ZFS best practices with hardware RAID

If one happens to have some server-grade hardware at ones disposal, is it ever advisable to run ZFS on top of a hardware-based RAID1 or some such? Should one turn off the hardware-based RAID, and run ZFS on a mirror or a raidz zpool instead?

With the hardware RAID functionality turned off, are hardware-RAID-based SATA2 and SAS controllers more or less likely to hide read and write errors than non-hardware-RAID controllers would?

In terms of non-customisable servers, if one has a situation where a hardware RAID controller is effectively cost-neutral (or even lowers the cost of the pre-built server offering, since its presence improves the likelihood of the hosting company providing complementary IPMI access), should it at all be avoided?

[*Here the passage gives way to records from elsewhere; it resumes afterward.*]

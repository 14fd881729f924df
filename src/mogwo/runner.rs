//! MOGWO move operator and runner.
//!
//! Every wolf is pulled toward three archive leaders (alpha, beta, delta)
//! drawn by grid roulette, distinct whenever the archive is large enough:
//!
//! ```text
//! X_l  = L − A·|C·L − X|,   A = 2a·r1 − a,   C = 2·r2
//! X'   = (X_α + X_β + X_δ) / 3
//! ```
//!
//! `a` decreases linearly from `a_param` to 0 over the run, shifting the
//! pack from exploration (`|A| > 1`) to exploitation.

use super::config::MogwoConfig;
use crate::engine::{
    Engine, Evaluator, GenerationContext, NoProgress, ParetoResult, ProgressObserver,
    SearchOperator,
};
use crate::error::ConfigError;
use crate::pareto::{Archive, Candidate};
use rand::Rng;
use std::sync::atomic::AtomicBool;
use std::sync::Arc;

/// Algorithm name reported in logs, progress events and errors.
pub const NAME: &str = "MOGWO";

/// Grey wolf position update.
#[derive(Debug, Clone)]
pub struct MogwoOperator {
    a_param: f64,
}

impl MogwoOperator {
    pub fn new(a_param: f64) -> Self {
        Self { a_param }
    }

    /// `a` at the given point of the run.
    pub fn control(&self, ctx: &GenerationContext<'_>) -> f64 {
        self.a_param * (1.0 - ctx.fraction())
    }
}

/// Draws `[alpha, beta, delta]` archive indices.
///
/// Delta is drawn first, beta excluding delta, alpha excluding both.
/// When the archive is too small to exclude, the previous pick is reused.
pub fn select_pack<R: Rng>(archive: &Archive, rng: &mut R) -> Option<[usize; 3]> {
    let delta = archive.select_leader_excluding(&[], rng)?;
    let beta = archive
        .select_leader_excluding(&[delta], rng)
        .unwrap_or(delta);
    let alpha = archive
        .select_leader_excluding(&[delta, beta], rng)
        .unwrap_or(beta);
    Some([alpha, beta, delta])
}

/// Moves `wolf` toward the three leaders.
fn hunt<R: Rng>(wolf: &[f64], leaders: [&[f64]; 3], a: f64, rng: &mut R) -> Vec<f64> {
    wolf.iter()
        .enumerate()
        .map(|(d, &x)| {
            let sum: f64 = leaders
                .iter()
                .map(|leader| {
                    let big_a = 2.0 * a * rng.random::<f64>() - a;
                    let c = 2.0 * rng.random::<f64>();
                    let distance = (c * leader[d] - x).abs();
                    leader[d] - big_a * distance
                })
                .sum();
            sum / 3.0
        })
        .collect()
}

impl SearchOperator for MogwoOperator {
    fn name(&self) -> &'static str {
        NAME
    }

    fn population_holds_offspring(&self) -> bool {
        true
    }

    fn propose<R: Rng>(
        &mut self,
        ctx: &GenerationContext<'_>,
        population: &[Candidate],
        archive: &Archive,
        rng: &mut R,
    ) -> Vec<Vec<f64>> {
        let a = self.control(ctx);
        let members = archive.members();

        population
            .iter()
            .map(|wolf| match select_pack(archive, rng) {
                Some([alpha, beta, delta]) => hunt(
                    &wolf.position,
                    [
                        members[alpha].position.as_slice(),
                        members[beta].position.as_slice(),
                        members[delta].position.as_slice(),
                    ],
                    a,
                    rng,
                ),
                None => wolf.position.clone(),
            })
            .collect()
    }
}

/// Executes MOGWO.
///
/// # Usage
///
/// ```ignore
/// let config = MogwoConfig::default().with_seed(42);
/// let result = MogwoRunner::run(&problem, &config)?;
/// println!("{} non-dominated solutions", result.archive.len());
/// ```
pub struct MogwoRunner;

impl MogwoRunner {
    /// Runs MOGWO to its generation budget.
    pub fn run<E: Evaluator>(
        problem: &E,
        config: &MogwoConfig,
    ) -> Result<ParetoResult, ConfigError> {
        Self::run_with(problem, config, &mut NoProgress, None)
    }

    /// Runs MOGWO with progress reporting and optional cancellation.
    pub fn run_with<E: Evaluator, P: ProgressObserver>(
        problem: &E,
        config: &MogwoConfig,
        observer: &mut P,
        cancel: Option<Arc<AtomicBool>>,
    ) -> Result<ParetoResult, ConfigError> {
        config.validate()?;
        Engine::new(problem, MogwoOperator::new(config.a_param), config.engine.clone())
            .run_with(observer, cancel)
    }
}

#[cfg(test)]
mod tests {
    use super::*;
    use crate::engine::Bounds;
    use crate::pareto::{dominates, ArchiveConfig};
    use crate::testing::Zdt1;
    use rand::rngs::StdRng;
    use rand::SeedableRng;

    fn archive_of(points: &[[f64; 2]]) -> Archive {
        let members: Vec<Candidate> = points
            .iter()
            .map(|p| Candidate::from_parts(p.to_vec(), p.to_vec()))
            .collect();
        let mut rng = StdRng::seed_from_u64(0);
        Archive::from_population(&members, ArchiveConfig::default(), &mut rng)
    }

    #[test]
    fn test_pack_distinct_when_possible() {
        let archive = archive_of(&[[0.0, 4.0], [1.0, 3.0], [2.0, 2.0], [4.0, 0.0]]);
        let mut rng = StdRng::seed_from_u64(9);
        for _ in 0..200 {
            let [alpha, beta, delta] = select_pack(&archive, &mut rng).unwrap();
            assert_ne!(alpha, beta);
            assert_ne!(beta, delta);
            assert_ne!(alpha, delta);
        }
    }

    #[test]
    fn test_pack_single_member() {
        let archive = archive_of(&[[1.0, 1.0]]);
        let mut rng = StdRng::seed_from_u64(9);
        assert_eq!(select_pack(&archive, &mut rng), Some([0, 0, 0]));
    }

    #[test]
    fn test_control_decreases_to_zero() {
        let bounds = Bounds::new(vec![0.0], vec![1.0]).unwrap();
        let op = MogwoOperator::new(2.0);
        let at = |generation| {
            op.control(&GenerationContext {
                generation,
                max_generations: 100,
                bounds: &bounds,
            })
        };
        assert!((at(0) - 2.0).abs() < 1e-12);
        assert!((at(50) - 1.0).abs() < 1e-12);
        assert!(at(99) < 0.05);
    }

    #[test]
    fn test_hunt_with_a_zero_stays_near_leaders() {
        // with a = 0 the wolf lands exactly on the leaders' mean
        let mut rng = StdRng::seed_from_u64(1);
        let moved = hunt(&[0.5], [&[0.1][..], &[0.2][..], &[0.3][..]], 0.0, &mut rng);
        assert!((moved[0] - 0.2).abs() < 1e-12);
    }

    #[test]
    fn test_zdt1_run() {
        let problem = Zdt1::new(5);
        let config = MogwoConfig::default()
            .with_population_size(30)
            .with_max_generations(40)
            .with_archive_capacity(20)
            .with_seed(42);
        let result = MogwoRunner::run(&problem, &config).unwrap();

        assert_eq!(result.algorithm, "MOGWO");
        assert_eq!(result.generations, 40);
        assert!(!result.archive.is_empty() && result.archive.len() <= 20);
        for a in &result.archive {
            assert!(a.position.iter().all(|&x| (0.0..=1.0).contains(&x)));
            for b in &result.archive {
                assert!(!dominates(&a.objectives, &b.objectives));
            }
        }
    }

    #[test]
    fn test_invalid_config_rejected_before_running() {
        let config = MogwoConfig::default().with_a_param(-1.0);
        assert!(matches!(
            MogwoRunner::run(&Zdt1::new(3), &config),
            Err(ConfigError::InvalidParameter { name: "a_param", .. })
        ));
    }
}
//! Multi-Objective Grey Wolf Optimizer (MOGWO).
//!
//! Grey wolf hunting dynamics driven by an external Pareto archive: each
//! wolf follows three leaders drawn from sparse hypercube cells, and the
//! archive is pruned by grid-density roulette.
//!
//! # References
//!
//! - Mirjalili, Mirjalili & Lewis (2014), "Grey Wolf Optimizer"
//! - Mirjalili et al. (2016), "Multi-objective grey wolf optimizer: A novel
//!   algorithm for multi-criterion optimization"

mod config;
mod runner;

pub use config::MogwoConfig;
pub use runner::{select_pack, MogwoOperator, MogwoRunner, NAME};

But should it be sought after?


The idea with ZFS is to let it known as much as possible how the disks are behaving. Then, from worst to better:

  • Hardware raid (ZFS has absolutely no clue about the real hardware),
  • JBOD mode (The issue being more about any potential expander: less bandwidth),
  • HBA mode being the ideal (ZFS knows everything about the disks)

As ZFS is quite paranoid about hardware, the less hiding there is, the more it can cope with any hardware issues. And as pointed out by Sammitch, RAID Controller configurations and ZFS may be very difficult to restore or reconfigure when it fails (i.e. hardware failure).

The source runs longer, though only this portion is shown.